What is the risk of developing diabetes as a result of taking statins?
You have just read that statins, a type of cholesterol-lowering medication, are linked to higher diabetes rates. The facts are concerning, but it's important to understand what statins are and why they're prescribed before making any decisions about your own health.
While the research shows statin use to higher diabetes rates, it's important to keep in mind that the absolute risk of developing diabetes while taking a statin is still relatively low. And for many people, the benefits of taking a statin outweigh the risks. If you're concerned about the potential link between statins and diabetes, talk to your doctor about your individual risk factors and whether a statin is right for you.

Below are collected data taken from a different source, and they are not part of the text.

//! Background performance sampler.
//!
//! A single task owns the tracked-process registry and rolling histories.
//! Everyone else holds a cloneable [`SamplerHandle`] and talks to it over a
//! command channel, so registry mutation and iteration never race. The task
//! is started lazily by the first registration or subscription.

pub mod probe;
pub mod state;

use std::sync::atomic::{AtomicU64, Ordering};
use std::sync::{Arc, Mutex};
use std::time::Duration;

use tokio::sync::{mpsc, oneshot};
use tokio::time::{interval, MissedTickBehavior};
use tracing::{debug, info};

use vitrine_core::models::{Category, Snapshot, TaskId};

use probe::ProcessProbe;
use state::{SamplerState, Subscriber, TaskSummary};

pub const SAMPLE_PERIOD: Duration = Duration::from_secs(1);

pub enum SamplerCommand {
    Track {
        category: Category,
        pid: u32,
        resolve: Option<String>,
    },
    TrackTask {
        id: TaskId,
        pid: u32,
        resolve: Option<String>,
    },
    UntrackAll,
    FinishTask {
        id: TaskId,
        respond: oneshot::Sender<Option<TaskSummary>>,
    },
    Subscribe {
        name: String,
        subscriber: Box<dyn Subscriber>,
    },
    Latest {
        respond: oneshot::Sender<Option<Snapshot>>,
    },
}

type Pending = (SamplerState, mpsc::UnboundedReceiver<SamplerCommand>);

#[derive(Clone)]
pub struct SamplerHandle {
    tx: mpsc::UnboundedSender<SamplerCommand>,
    pending: Arc<Mutex<Option<Pending>>>,
    next_task: Arc<AtomicU64>,
    period: Duration,
}

impl SamplerHandle {
    pub fn new(probe: Box<dyn ProcessProbe>) -> Self {
        Self::with_period(probe, SAMPLE_PERIOD)
    }

    pub fn with_period(probe: Box<dyn ProcessProbe>, period: Duration) -> Self {
        let (tx, rx) = mpsc::unbounded_channel();
        Self {
            tx,
            pending: Arc::new(Mutex::new(Some((SamplerState::new(probe), rx)))),
            next_task: Arc::new(AtomicU64::new(1)),
            period,
        }
    }

    /// Spawn the sampling task if it is not running yet. Idempotent.
    pub fn ensure_running(&self) {
        let pending = self
            .pending
            .lock()
            .unwrap_or_else(|poisoned| poisoned.into_inner())
            .take();
        if let Some((state, rx)) = pending {
            info!(period_ms = self.period.as_millis() as u64, "sampler started");
            tokio::spawn(run(state, rx, self.period));
        }
    }

    pub fn is_running(&self) -> bool {
        self.pending
            .lock()
            .map(|pending| pending.is_none())
            .unwrap_or(true)
    }

    pub fn track(&self, category: Category, pid: u32) {
        self.send(SamplerCommand::Track {
            category,
            pid,
            resolve: None,
        });
    }

    /// Track the engine. `pid` may be a launcher, in which case the first
    /// descendant named `engine_name` is sampled instead.
    pub fn track_backend(&self, pid: u32, engine_name: &str) {
        self.send(SamplerCommand::Track {
            category: Category::Backend,
            pid,
            resolve: Some(engine_name.to_string()),
        });
    }

    /// Forget the backend, the tray and every running task. Only the
    /// frontend keeps being sampled.
    pub fn untrack_all(&self) {
        self.send(SamplerCommand::UntrackAll);
    }

    pub fn next_task_id(&self) -> TaskId {
        TaskId(self.next_task.fetch_add(1, Ordering::Relaxed))
    }

    pub fn track_task(&self, id: TaskId, pid: u32, resolve: Option<&str>) {
        self.send(SamplerCommand::TrackTask {
            id,
            pid,
            resolve: resolve.map(str::to_string),
        });
    }

    /// Stop tracking a task and collect its peak readings.
    pub async fn finish_task(&self, id: TaskId) -> Option<TaskSummary> {
        let (respond, rx) = oneshot::channel();
        self.send(SamplerCommand::FinishTask { id, respond });
        rx.await.ok().flatten()
    }

    pub fn subscribe(&self, name: impl Into<String>, subscriber: Box<dyn Subscriber>) {
        self.send(SamplerCommand::Subscribe {
            name: name.into(),
            subscriber,
        });
    }

    /// The most recent snapshot, if a tick has happened yet.
    pub async fn latest(&self) -> Option<Snapshot> {
        let (respond, rx) = oneshot::channel();
        self.send(SamplerCommand::Latest { respond });
        rx.await.ok().flatten()
    }

    fn send(&self, cmd: SamplerCommand) {
        self.ensure_running();
        if self.tx.send(cmd).is_err() {
            debug!("sampler task is gone, command dropped");
        }
    }
}

async fn run(
    mut state: SamplerState,
    mut rx: mpsc::UnboundedReceiver<SamplerCommand>,
    period: Duration,
) {
    let mut timer = interval(period);
    timer.set_missed_tick_behavior(MissedTickBehavior::Skip);

    loop {
        tokio::select! {
            _ = timer.tick() => {
                state.tick();
            }
            cmd = rx.recv() => {
                let Some(cmd) = cmd else {
                    info!("sampler stopped");
                    return;
                };
                match cmd {
                    SamplerCommand::Track { category, pid, resolve } => {
                        state.track(category, pid, resolve.as_deref());
                    }
                    SamplerCommand::TrackTask { id, pid, resolve } => {
                        state.track_task(id, pid, resolve.as_deref());
                    }
                    SamplerCommand::UntrackAll => state.untrack_all(),
                    SamplerCommand::FinishTask { id, respond } => {
                        let _ = respond.send(state.finish_task(id));
                    }
                    SamplerCommand::Subscribe { name, subscriber } => {
                        state.subscribe(name, subscriber);
                    }
                    SamplerCommand::Latest { respond } => {
                        let _ = respond.send(state.latest().cloned());
                    }
                }
            }
        }
    }
}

Studies don't usually address the different types of statins, and whether you develop diabetes depends on many other factors - especially your lifestyle and diet. Because drugs always have side effects, it always comes down to weighing the benefits against the risks.
How does this affect you?
According to scientific studies, the risk of developing diabetes is between 9% and 120% higher with long-term statin use than with non-statin users. Statins have also been linked to other problems in the body and brain, such as the development of Parkinson's disease. This is not surprising, since cholesterol is the precursor of all steroid hormones and bile acids, and our brains have the highest level of cholesterol in the body, about 20% of total body cholesterol.

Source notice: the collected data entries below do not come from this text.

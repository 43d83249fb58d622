use tokio::process::Command;
use tracing::debug;

/// Best-effort desktop notification via `notify-send`. Failures are logged
/// and otherwise ignored.
pub async fn desktop(summary: &str, body: &str) {
    let result = Command::new("notify-send")
        .args(["--app-name", "vitrine", "--urgency", "critical", summary, body])
        .output()
        .await;

    match result {
        Ok(output) if output.status.success() => {}
        Ok(output) => debug!(
            "notify-send failed: {}",
            String::from_utf8_lossy(&output.stderr).trim()
        ),
        Err(e) => debug!("notify-send unavailable: {e}"),
    }
}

If you are considering stating or stopping statins, it is important to discuss the potential risks and benefits with your doctor who specializes in lifestyle medicine before changing your treatment regimen.

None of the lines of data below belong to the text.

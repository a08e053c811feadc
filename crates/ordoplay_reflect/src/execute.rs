// SPDX-License-Identifier: MIT OR Apache-2.0
//! Plan execution.
//!
//! Executing a plan is a fold over its steps: each step is triggered by the
//! signal produced by the previous one, and the last signal is the single
//! exit of the chain. [`ReadChain`] abstracts what a step does with its
//! trigger, so the same fold drives runtime reads ([`ReaderChain`]) and
//! compile-time expansion into graph nodes.

use crate::field::FieldValue;
use crate::id::{ComponentTypeId, EntityId, SlotId};
use crate::plan::{AccessPlan, AccessStep};
use crate::read::{ComponentReader, ReadError};
use indexmap::IndexMap;
use serde::{Deserialize, Serialize};
use std::convert::Infallible;

/// Target of one plan execution
#[derive(Debug, Clone, Copy, PartialEq, Eq, Serialize, Deserialize)]
pub struct ExecutionContext {
    /// Component type to read from
    pub type_id: ComponentTypeId,
    /// Entity to read from
    pub entity: EntityId,
}

impl ExecutionContext {
    /// Create a context
    pub fn new(type_id: ComponentTypeId, entity: EntityId) -> Self {
        Self { type_id, entity }
    }

    /// Create a context reading the plan's component from `entity`
    pub fn for_plan(plan: &AccessPlan, entity: EntityId) -> Self {
        Self::new(plan.type_id(), entity)
    }
}

/// Sequencing token passed along a runtime read chain
#[derive(Debug, Clone, Copy, PartialEq, Eq, Hash, PartialOrd, Ord, Serialize, Deserialize)]
pub struct ExecSignal(pub u64);

impl ExecSignal {
    /// Signal fired once the read triggered by `self` has completed
    pub fn next(self) -> Self {
        Self(self.0.wrapping_add(1))
    }
}

/// One link type of a sequential read chain
pub trait ReadChain {
    /// Signal that triggers a read and is produced when it completes
    type Signal;
    /// Error aborting the chain
    type Error;

    /// Perform (or emit) the read for `step` once `trigger` fires and
    /// return the read's completion signal
    fn read(&mut self, trigger: Self::Signal, step: &AccessStep) -> Result<Self::Signal, Self::Error>;
}

/// Thread `entry` through every step of `plan` in order and return the exit signal.
///
/// An empty plan returns `entry` unchanged.
pub fn run_chain<C: ReadChain>(
    plan: &AccessPlan,
    entry: C::Signal,
    chain: &mut C,
) -> Result<C::Signal, C::Error> {
    plan.steps()
        .iter()
        .try_fold(entry, |trigger, step| chain.read(trigger, step))
}

/// Values produced by an execution, keyed by slot in step order
#[derive(Debug, Clone, Default, PartialEq)]
pub struct SlotValues {
    values: IndexMap<SlotId, Result<FieldValue, ReadError>>,
}

impl SlotValues {
    /// Create an empty mapping
    pub fn new() -> Self {
        Self::default()
    }

    /// Deposit a read result
    pub fn set(&mut self, slot: SlotId, value: Result<FieldValue, ReadError>) {
        self.values.insert(slot, value);
    }

    /// Successfully read value of a slot
    pub fn get(&self, slot: SlotId) -> Option<&FieldValue> {
        self.values.get(&slot)?.as_ref().ok()
    }

    /// Read error deposited in a slot
    pub fn error(&self, slot: SlotId) -> Option<&ReadError> {
        self.values.get(&slot)?.as_ref().err()
    }

    /// Raw result of a slot
    pub fn result(&self, slot: SlotId) -> Option<&Result<FieldValue, ReadError>> {
        self.values.get(&slot)
    }

    /// All slots with their results
    pub fn iter(&self) -> impl Iterator<Item = (SlotId, &Result<FieldValue, ReadError>)> {
        self.values.iter().map(|(slot, value)| (*slot, value))
    }

    /// Slots whose read failed
    pub fn failures(&self) -> impl Iterator<Item = (SlotId, &ReadError)> {
        self.values
            .iter()
            .filter_map(|(slot, value)| value.as_ref().err().map(|e| (*slot, e)))
    }

    /// Number of filled slots
    pub fn len(&self) -> usize {
        self.values.len()
    }

    /// Whether no slot was filled
    pub fn is_empty(&self) -> bool {
        self.values.is_empty()
    }
}

/// Runtime chain performing typed reads through a [`ComponentReader`]
pub struct ReaderChain<'r, R: ?Sized> {
    reader: &'r R,
    context: ExecutionContext,
    values: SlotValues,
}

impl<'r, R: ComponentReader + ?Sized> ReaderChain<'r, R> {
    /// Create a chain reading `context` through `reader`
    pub fn new(reader: &'r R, context: ExecutionContext) -> Self {
        Self {
            reader,
            context,
            values: SlotValues::new(),
        }
    }

    /// Consume the chain and return the deposited values
    pub fn into_values(self) -> SlotValues {
        self.values
    }
}

impl<'r, R: ComponentReader + ?Sized> ReadChain for ReaderChain<'r, R> {
    type Signal = ExecSignal;
    type Error = Infallible;

    fn read(&mut self, trigger: ExecSignal, step: &AccessStep) -> Result<ExecSignal, Infallible> {
        let context = &self.context;
        tracing::trace!(
            "Reading {} field {} ({}) of {}",
            step.shape,
            step.field_index,
            step.field_name,
            context.entity
        );
        let result = self
            .reader
            .read(step.shape, context.type_id, context.entity, step.field_index);
        if let Err(e) = &result {
            tracing::warn!("Read of field {} ({}) failed: {}", step.field_index, step.field_name, e);
        }
        self.values.set(step.slot, result);
        Ok(trigger.next())
    }
}

/// Outcome of executing a plan
#[derive(Debug, Clone, PartialEq)]
pub struct Execution {
    /// Signal fired after the last read
    pub exit: ExecSignal,
    /// Values read, by slot
    pub values: SlotValues,
}

/// Execute `plan` against `context`, reading through `reader`.
///
/// Read failures are deposited in their slot and do not stop the chain.
pub fn execute<R: ComponentReader + ?Sized>(
    plan: &AccessPlan,
    context: &ExecutionContext,
    entry: ExecSignal,
    reader: &R,
) -> Execution {
    if context.type_id != plan.type_id() {
        tracing::warn!(
            "Executing plan for component {} against component {}",
            plan.type_id(),
            context.type_id
        );
    }

    let mut chain = ReaderChain::new(reader, *context);
    let exit = match run_chain(plan, entry, &mut chain) {
        Ok(exit) => exit,
        Err(never) => match never {},
    };
    Execution {
        exit,
        values: chain.into_values(),
    }
}
// SPDX-License-Identifier: MIT OR Apache-2.0
//! Graph evaluation and execution.
//!
//! Execution follows exec links from an entry pin, evaluating each node it
//! reaches and continuing from that node's `Then` pin.

use crate::connection::PortRef;
use crate::graph::Graph;
use crate::graphs::gameplay::{pins, reflection_read_shape};
use crate::node::{Node, NodeId};
use crate::port::{PortId, PortValue};
use ordoplay_reflect::{ComponentReader, ComponentTypeId, EntityId};
use std::collections::{HashMap, HashSet};

/// Result of evaluating a node
#[derive(Debug, Clone, Default)]
pub struct NodeOutput {
    /// Output values by port ID
    pub values: HashMap<PortId, PortValue>,
}

impl NodeOutput {
    /// Create a new empty output
    pub fn new() -> Self {
        Self::default()
    }

    /// Set an output value
    pub fn set(&mut self, port_id: PortId, value: PortValue) {
        self.values.insert(port_id, value);
    }

    /// Get an output value
    pub fn get(&self, port_id: &PortId) -> Option<&PortValue> {
        self.values.get(port_id)
    }
}

/// Context for graph evaluation
pub struct EvaluationContext<'a> {
    /// The graph being evaluated
    pub graph: &'a Graph,
    /// Cached node outputs
    outputs: HashMap<NodeId, NodeOutput>,
}

impl<'a> EvaluationContext<'a> {
    /// Create a new evaluation context
    pub fn new(graph: &'a Graph) -> Self {
        Self {
            graph,
            outputs: HashMap::new(),
        }
    }

    /// Value arriving at an input port through its connection
    pub fn get_input(&self, port: PortRef) -> Option<&PortValue> {
        let connection = self.graph.connections_to(port).next()?;
        self.outputs.get(&connection.from.node)?.get(&connection.from.port)
    }

    /// Get the default value for an input port
    pub fn get_default(&self, port: PortRef) -> Option<&PortValue> {
        self.graph.port(port)?.default_value.as_ref()
    }

    /// Get input value or default
    pub fn get_input_or_default(&self, port: PortRef) -> Option<&PortValue> {
        self.get_input(port).or_else(|| self.get_default(port))
    }

    /// Set the output for a node
    pub fn set_output(&mut self, node_id: NodeId, output: NodeOutput) {
        self.outputs.insert(node_id, output);
    }

    /// Output of a node, if it has been evaluated
    pub fn output(&self, node_id: NodeId) -> Option<&NodeOutput> {
        self.outputs.get(&node_id)
    }

    /// Get all outputs
    pub fn outputs(&self) -> &HashMap<NodeId, NodeOutput> {
        &self.outputs
    }
}

/// Trait for evaluating nodes
pub trait NodeEvaluator {
    /// Evaluate a node and produce outputs
    fn evaluate(&self, node: &Node, ctx: &EvaluationContext) -> Result<NodeOutput, EvaluationError>;
}

/// Evaluates reflection read calls against a live component reader
pub struct ReflectionEvaluator<'r, R: ?Sized> {
    reader: &'r R,
}

impl<'r, R: ComponentReader + ?Sized> ReflectionEvaluator<'r, R> {
    /// Create an evaluator reading through `reader`
    pub fn new(reader: &'r R) -> Self {
        Self { reader }
    }
}

fn input_value<'c>(node: &Node, ctx: &'c EvaluationContext, name: &str) -> Result<&'c PortValue, EvaluationError> {
    let port = node
        .input_named(name)
        .ok_or_else(|| EvaluationError::MissingPort(name.to_string()))?;
    ctx.get_input_or_default(PortRef::new(node.id, port.id))
        .ok_or(EvaluationError::MissingInput(port.id))
}

impl<'r, R: ComponentReader + ?Sized> NodeEvaluator for ReflectionEvaluator<'r, R> {
    fn evaluate(&self, node: &Node, ctx: &EvaluationContext) -> Result<NodeOutput, EvaluationError> {
        let shape = reflection_read_shape(&node.node_type)
            .ok_or_else(|| EvaluationError::UnsupportedNode(node.node_type.clone()))?;

        let type_id: ComponentTypeId = match input_value(node, ctx, pins::ID)? {
            PortValue::ComponentType(id) => *id,
            _ => return Err(EvaluationError::TypeMismatch(pins::ID.to_string())),
        };
        let entity: EntityId = match input_value(node, ctx, pins::ENTITY_ID)? {
            PortValue::Entity(entity) => *entity,
            _ => return Err(EvaluationError::TypeMismatch(pins::ENTITY_ID.to_string())),
        };
        let index = match input_value(node, ctx, pins::INDEX)? {
            PortValue::Int(index) => u32::try_from(*index)
                .map_err(|_| EvaluationError::TypeMismatch(pins::INDEX.to_string()))?,
            _ => return Err(EvaluationError::TypeMismatch(pins::INDEX.to_string())),
        };
        let out = node
            .output_named(pins::OUT)
            .ok_or_else(|| EvaluationError::MissingPort(pins::OUT.to_string()))?;

        let mut output = NodeOutput::new();
        match self.reader.read(shape, type_id, entity, index) {
            Ok(value) => output.set(out.id, value.into()),
            // The output stays empty; downstream nodes fall back to defaults
            Err(e) => tracing::warn!("{} on {} failed: {}", node.node_type, entity, e),
        }
        Ok(output)
    }
}

/// Follow exec links from `entry`, evaluating every node reached.
///
/// Returns the evaluated nodes in execution order. Execution stops at the
/// first node without an outgoing `Then` link.
pub fn run_exec_chain<E: NodeEvaluator + ?Sized>(
    ctx: &mut EvaluationContext,
    entry: PortRef,
    evaluator: &E,
) -> Result<Vec<NodeId>, EvaluationError> {
    let graph = ctx.graph;
    let mut order = Vec::new();
    let mut visited = HashSet::new();
    let mut current = entry;

    while let Some(connection) = graph.connections_from(current).next() {
        let node_id = connection.to.node;
        if !visited.insert(node_id) {
            return Err(EvaluationError::CycleDetected);
        }
        let node = graph.node(node_id).ok_or(EvaluationError::NodeNotFound(node_id))?;

        let output = evaluator.evaluate(node, ctx)?;
        ctx.set_output(node_id, output);
        order.push(node_id);

        let Some(then) = node.output_named(pins::THEN) else {
            break;
        };
        current = PortRef::new(node_id, then.id);
    }

    Ok(order)
}

/// Error during evaluation
#[derive(Debug, Clone, PartialEq, Eq, thiserror::Error)]
pub enum EvaluationError {
    /// Exec links loop back on themselves
    #[error("Exec chain contains a cycle")]
    CycleDetected,

    /// Node not found
    #[error("Node not found: {0:?}")]
    NodeNotFound(NodeId),

    /// No evaluator for this node type
    #[error("Unsupported node type: {0}")]
    UnsupportedNode(String),

    /// Node lacks an expected pin
    #[error("Missing pin: {0}")]
    MissingPort(String),

    /// Missing required input
    #[error("Missing required input: {0:?}")]
    MissingInput(PortId),

    /// Input holds a value of the wrong type
    #[error("Type mismatch on pin {0}")]
    TypeMismatch(String),
}

#[cfg(test)]
mod tests {
    use super::*;
    use crate::graphs::gameplay::create_gameplay_registry;
    use ordoplay_reflect::{FieldValue, MemoryStore};
    use uuid::Uuid;

    const UNIT: ComponentTypeId = ComponentTypeId(Uuid::from_u128(0x71));

    fn read_node(node_type: &str, index: i64, entity: EntityId) -> Node {
        let mut node = create_gameplay_registry().create_node(node_type).unwrap();
        for port in node.inputs.iter_mut() {
            port.default_value = match port.name.as_str() {
                pins::ID => Some(PortValue::ComponentType(UNIT)),
                pins::ENTITY_ID => Some(PortValue::Entity(entity)),
                pins::INDEX => Some(PortValue::Int(index)),
                _ => None,
            };
        }
        node
    }

    #[test]
    fn test_reflection_evaluator_reads_defaults() {
        let mut store = MemoryStore::new();
        store.set_field(EntityId(3), UNIT, 1, FieldValue::Bool(true));

        let node = read_node("get_reflection_bool", 1, EntityId(3));
        let mut graph = Graph::default();
        graph.add_node(node.clone());
        let ctx = EvaluationContext::new(&graph);

        let output = ReflectionEvaluator::new(&store).evaluate(&node, &ctx).unwrap();
        let out = node.output_named(pins::OUT).unwrap();
        assert_eq!(output.get(&out.id), Some(&PortValue::Bool(true)));
    }

    #[test]
    fn test_failed_read_leaves_output_empty() {
        let store = MemoryStore::new();
        let node = read_node("get_reflection_float", 0, EntityId(3));
        let mut graph = Graph::default();
        graph.add_node(node.clone());
        let ctx = EvaluationContext::new(&graph);

        let output = ReflectionEvaluator::new(&store).evaluate(&node, &ctx).unwrap();
        assert!(output.values.is_empty());
    }

    #[test]
    fn test_unsupported_node() {
        let store = MemoryStore::new();
        let node = create_gameplay_registry().create_node("event_begin_play").unwrap();
        let graph = Graph::default();
        let ctx = EvaluationContext::new(&graph);
        let err = ReflectionEvaluator::new(&store).evaluate(&node, &ctx).unwrap_err();
        assert_eq!(err, EvaluationError::UnsupportedNode("event_begin_play".to_string()));
    }

    #[test]
    fn test_negative_index_is_rejected() {
        let store = MemoryStore::new();
        let node = read_node("get_reflection_float", -1, EntityId(3));
        let mut graph = Graph::default();
        graph.add_node(node.clone());
        let ctx = EvaluationContext::new(&graph);
        let err = ReflectionEvaluator::new(&store).evaluate(&node, &ctx).unwrap_err();
        assert_eq!(err, EvaluationError::TypeMismatch(pins::INDEX.to_string()));
    }

    #[test]
    fn test_exec_chain_detects_cycles() {
        let registry = create_gameplay_registry();
        let mut graph = Graph::default();
        let begin = registry.create_node("event_begin_play").unwrap();
        let a = read_node("get_reflection_float", 0, EntityId(1));
        let b = read_node("get_reflection_float", 1, EntityId(1));
        for node in [&begin, &a, &b] {
            graph.add_node(node.clone());
        }
        let exec = |n: &Node| PortRef::new(n.id, n.input_named(pins::EXECUTE).unwrap().id);
        let then = |n: &Node| PortRef::new(n.id, n.output_named(pins::THEN).unwrap().id);
        graph.connect(then(&begin), exec(&a)).unwrap();
        graph.connect(then(&a), exec(&b)).unwrap();
        graph.connect(then(&b), exec(&a)).unwrap();

        let store = MemoryStore::new();
        let mut ctx = EvaluationContext::new(&graph);
        let err = run_exec_chain(&mut ctx, then(&begin), &ReflectionEvaluator::new(&store)).unwrap_err();
        assert_eq!(err, EvaluationError::CycleDetected);
    }
}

Doctors and health coaches who are following the scientific advances in treating cardiovascular disease through behavioral changes understand the benefits of a healthy lifestyle and will suggest lifestyle changes along with your medications - weight management, exercise, smoking cessation and a healthy diet as key elements.
Better options for lowering cholesterol
Your body needs cholesterol, but the high LDL levels are often associated with cardiovascular health issues that the statin medications address.
It's clear that healthy habits including restful sleep, healthy diet, exercise, and low alcohol consumption lowers considerable the risk of cardiovascular disease incidents.
The Mediterranean Diet and Ornish Diet have both been shown highly beneficial and are increasingly recommended for their health benefits. Following a plant-based diet has been shown to reduce risk of CHD (coronary heart disease) by 65% and stroke reduction by 40%.
In fact, the reports from doctors and health coaches using the Habinator Coaching Platform that they can get their patients off the statins in as little as six weeks when they start following the principles of lifestyle medicine. Since lifestyle modifications are the most important component of cardiovascular disease prevention, it should always be considered first before considering pharmacological interventions such as statins.
Statins are prescribed to people with high cholesterol and cardiovascular disease to lower their cholesterol and reduce their risk of a heart attack or stroke.
Because our bodies and brains need cholesterol to function optimally, the risk of cholesterol building up in the arteries and causing blockages is a concern that must be always considered on an individual basis.
The scientific consensus is that statins are associated to an increased risk of diabetes, but the benefits usually outweigh the risks. It is important to discuss with your doctor whether a statin is a right choice for you because it can be life-saving. If you and your doctor decide that a statin is right for you, be sure to stay active and eat a healthy diet - both of which can help reduce your risk of developing type 2 diabetes.
There are also alternatives to statins that addresse the root cause of the problem that is the high LDL cholesterol that is caused by lifestyle factors such as sedentary lifestyle, sleep quality, and poor eating habits.